**** DATA LISTING ****

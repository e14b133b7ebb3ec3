//! Small grammars built from the premade rules, like a grammar author would.

use std::marker::PhantomData;

use gramma_core::{
    Cursor, Diagnostics, Rule, Scalar, Source, Result,
    Join, Pad, Collect, Reduce, IntegerLiteral, NormalizedIntegerLiteral,
    ascii::{Comma, Hyphen, Letter, Period, Whitespace},
    digits::{DecimalDigit, HexDigit, NaturalDecimalDigit},
};


/// Letters separated by commas, e.g. `a,b,c`.
pub type Letters<T> = Join<Letter<usize, T>, Comma<usize, T>, Vec<T>>;

/// Any amount of letters.
pub type Word<T> = Collect<Letter<usize, T>, Vec<T>>;

/// One or more letters.
pub type NonEmptyWord<T> = Reduce<Letter<usize, T>, Vec<T>>;

/// Decimal literal of a `u8`.
pub type Byte<T> = IntegerLiteral<DecimalDigit<usize, T, u8>>;

/// Hexadecimal literal of a `u16`.
pub type Hex16<T> = IntegerLiteral<HexDigit<usize, T, u16>>;

/// Decimal literal of a `u32`, with whitespace around it.
pub type PaddedNumber<T> = Pad<IntegerLiteral<DecimalDigit<usize, T, u32>>,
                               Whitespace<usize, T>>;

/// Comma-separated decimal `u8` literals, with whitespace around each.
pub type Bytes<T> = Join<Pad<Byte<T>, Whitespace<usize, T>>, Comma<usize, T>, Vec<u8>>;


/// A decimal `i32` with an optional leading `-`.
#[derive(Debug)]
pub struct SignedInteger<T>(PhantomData<T>);

impl<T> Rule for SignedInteger<T>
    where T: Scalar,
{
    type Location = usize;
    type Terminal = T;
    type Construction = i32;

    fn parse<S, D>(cursor: &mut Cursor<'_, S, D>) -> Result<i32, usize>
        where S: Source<Location = usize, Terminal = T> + ?Sized,
              D: Diagnostics<Location = usize, Terminal = T>,
    {
        type Digit<T> = DecimalDigit<usize, T, i32>;

        // Negative values are accumulated downward, so that `i32::MIN` fits.
        let negative = cursor.attempt_optional::<Hyphen<usize, T>>()?.is_some();
        let first = cursor.attempt::<Digit<T>>()?;
        let mut value = if negative { -first } else { first };
        loop {
            let at = cursor.location();
            let Some(digit) = cursor.attempt_optional::<Digit<T>>()? else {
                return Ok(value);
            };
            let next = value.checked_mul(10).and_then(|v| if negative { v.checked_sub(digit) }
                                                           else { v.checked_add(digit) });
            value = match next {
                Some(value) => value,
                None => return Err(cursor.overflow::<i32>(at)),
            };
        }
    }
}


/// A version number component: a lone `0`, or digits without a leading zero.
#[derive(Debug)]
pub struct VersionComponent<T>(PhantomData<T>);

impl<T> Rule for VersionComponent<T>
    where T: Scalar,
{
    type Location = usize;
    type Terminal = T;
    type Construction = u16;

    fn parse<S, D>(cursor: &mut Cursor<'_, S, D>) -> Result<u16, usize>
        where S: Source<Location = usize, Terminal = T> + ?Sized,
              D: Diagnostics<Location = usize, Terminal = T>,
    {
        type Natural<T> = NormalizedIntegerLiteral<NaturalDecimalDigit<usize, T, u16>,
                                                   DecimalDigit<usize, T, u16>>;

        match cursor.attempt_optional::<Natural<T>>()? {
            Some(value) => Ok(value),
            // Only `0` can remain as a decimal digit.
            None => cursor.attempt::<DecimalDigit<usize, T, u16>>(),
        }
    }
}

/// `major.minor.patch`
#[derive(Copy, Clone, PartialEq, Eq, Debug)]
pub struct Version {
    /// First component
    pub major: u16,
    /// Second component
    pub minor: u16,
    /// Third component
    pub patch: u16,
}

/// A [`Version`](struct.Version.html) triple, e.g. `1.20.0`.
#[derive(Debug)]
pub struct VersionTriple<T>(PhantomData<T>);

impl<T> Rule for VersionTriple<T>
    where T: Scalar,
{
    type Location = usize;
    type Terminal = T;
    type Construction = Version;

    fn parse<S, D>(cursor: &mut Cursor<'_, S, D>) -> Result<Version, usize>
        where S: Source<Location = usize, Terminal = T> + ?Sized,
              D: Diagnostics<Location = usize, Terminal = T>,
    {
        let (major, (), minor, (), patch) =
            cursor.attempt::<(VersionComponent<T>, Period<usize, T>,
                              VersionComponent<T>, Period<usize, T>,
                              VersionComponent<T>)>()?;
        Ok(Version { major, minor, patch })
    }
}
//! Entry points for applying a grammar to an entire input.

use crate::{Cursor, Diagnostics, End, Error, Rule, Source};
use crate::diagnostics::FurthestFailure;


/// The failure of a top-level parse: the error that reached the top, along with
/// the diagnostics that were accumulated before it.
#[derive(Clone, PartialEq, Eq, Debug, thiserror::Error)]
#[error("failed to parse input")]
pub struct Failure<Location, D> {
    /// The error that the grammar's rule returned.
    #[source]
    pub error: Error<Location>,
    /// Everything reported during the parse.
    pub diagnostics: D,
}

impl<Location, D> Failure<Location, D>
    where Location: Copy,
{
    /// Where the returned error was raised.
    #[inline]
    pub fn location(&self) -> Location {
        self.error.location()
    }
}


/// Apply the rule `R` to all of `source`, reporting to `diagnostics`.  It is a
/// failure if `R` does not consume the whole input.
///
/// On success, only the construction is returned and the diagnostics are
/// dropped, since they only describe alternatives that were given up.
pub fn parse<R, S, D>(source: &S, diagnostics: D)
                      -> Result<R::Construction, Failure<S::Location, D>>
    where R: Rule<Location = S::Location, Terminal = S::Terminal>,
          S: Source + ?Sized,
          D: Diagnostics<Location = S::Location, Terminal = S::Terminal>,
{
    let mut cursor = Cursor::new(source, diagnostics);
    let result = cursor.attempt::<(R, End<S::Location, S::Terminal>)>();
    let diagnostics = cursor.into_diagnostics();
    match result {
        Ok((construction, ())) => Ok(construction),
        Err(error) => {
            log::debug!(target: "gramma", "parse of `{}` failed: {} at {:?}",
                        R::name(), error, error.location());
            Err(Failure { error, diagnostics })
        }
    }
}

/// Apply the rule `R` to all of the characters of `source`, keeping the
/// furthest failures for the error message.
#[inline]
pub fn parse_str<R>(source: &str)
                    -> Result<R::Construction, Failure<usize, FurthestFailure<usize, char>>>
    where R: Rule<Location = usize, Terminal = char>,
{
    parse::<R, _, _>(source, FurthestFailure::default())
}

/// Apply the rule `R` to all of the bytes of `source`, keeping the furthest
/// failures for the error message.
#[inline]
pub fn parse_bytes<R>(source: &[u8])
                      -> Result<R::Construction, Failure<usize, FurthestFailure<usize, u8>>>
    where R: Rule<Location = usize, Terminal = u8>,
{
    parse::<R, _, _>(source, FurthestFailure::default())
}
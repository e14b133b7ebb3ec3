//! The sink that a `Cursor` reports failures to.

use crate::Error;


/// Implementations provided for ready use.
pub mod premade {
    mod no_diagnostics;
    pub use no_diagnostics::NoDiagnostics;

    mod last_failure;
    pub use last_failure::LastFailure;
}


/// Receives every error raised while parsing, together with the terminal that
/// was found at the error's location (`None` at the end of input).
///
/// The associated types must be the same as those of the
/// [`Source`](trait.Source.html) being parsed, which
/// [`Cursor`](struct.Cursor.html) requires, so that error sites can be
/// recorded precisely.  How, and whether, reports are presented is entirely up
/// to the implementation.
///
/// Reports are made as soon as an error is raised, including errors that are
/// later absorbed by an optional or repetition adapter when backtracking.
pub trait Diagnostics {
    /// Same as the cursor's `Source::Location`.
    type Location;
    /// Same as the cursor's `Source::Terminal`.
    type Terminal;

    /// Record the raising of `error`.
    fn report(&mut self, error: &Error<Self::Location>, found: Option<Self::Terminal>);
}

/// This allows a caller to keep ownership of its diagnostics while lending them
/// to a `Cursor`.
impl<D> Diagnostics for &mut D
    where D: Diagnostics + ?Sized,
{
    type Location = D::Location;
    type Terminal = D::Terminal;

    #[inline]
    fn report(&mut self, error: &Error<Self::Location>, found: Option<Self::Terminal>) {
        (**self).report(error, found);
    }
}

****

TASK OBJECTIVE:
Looking at the material above, please copy exactly every line from its first line through the line containing "Letters separated by", with both ends included and nothing else.

EXERCISE ANSWER:
repository e14b133b7ebb3ec3
//! Small grammars built from the premade rules, like a grammar author would.

use std::marker::PhantomData;

use gramma_core::{
    Cursor, Diagnostics, Rule, Scalar, Source, Result,
    Join, Pad, Collect, Reduce, IntegerLiteral, NormalizedIntegerLiteral,
    ascii::{Comma, Hyphen, Letter, Period, Whitespace},
    digits::{DecimalDigit, HexDigit, NaturalDecimalDigit},
};


/// Letters separated by commas, e.g. `a,b,c`.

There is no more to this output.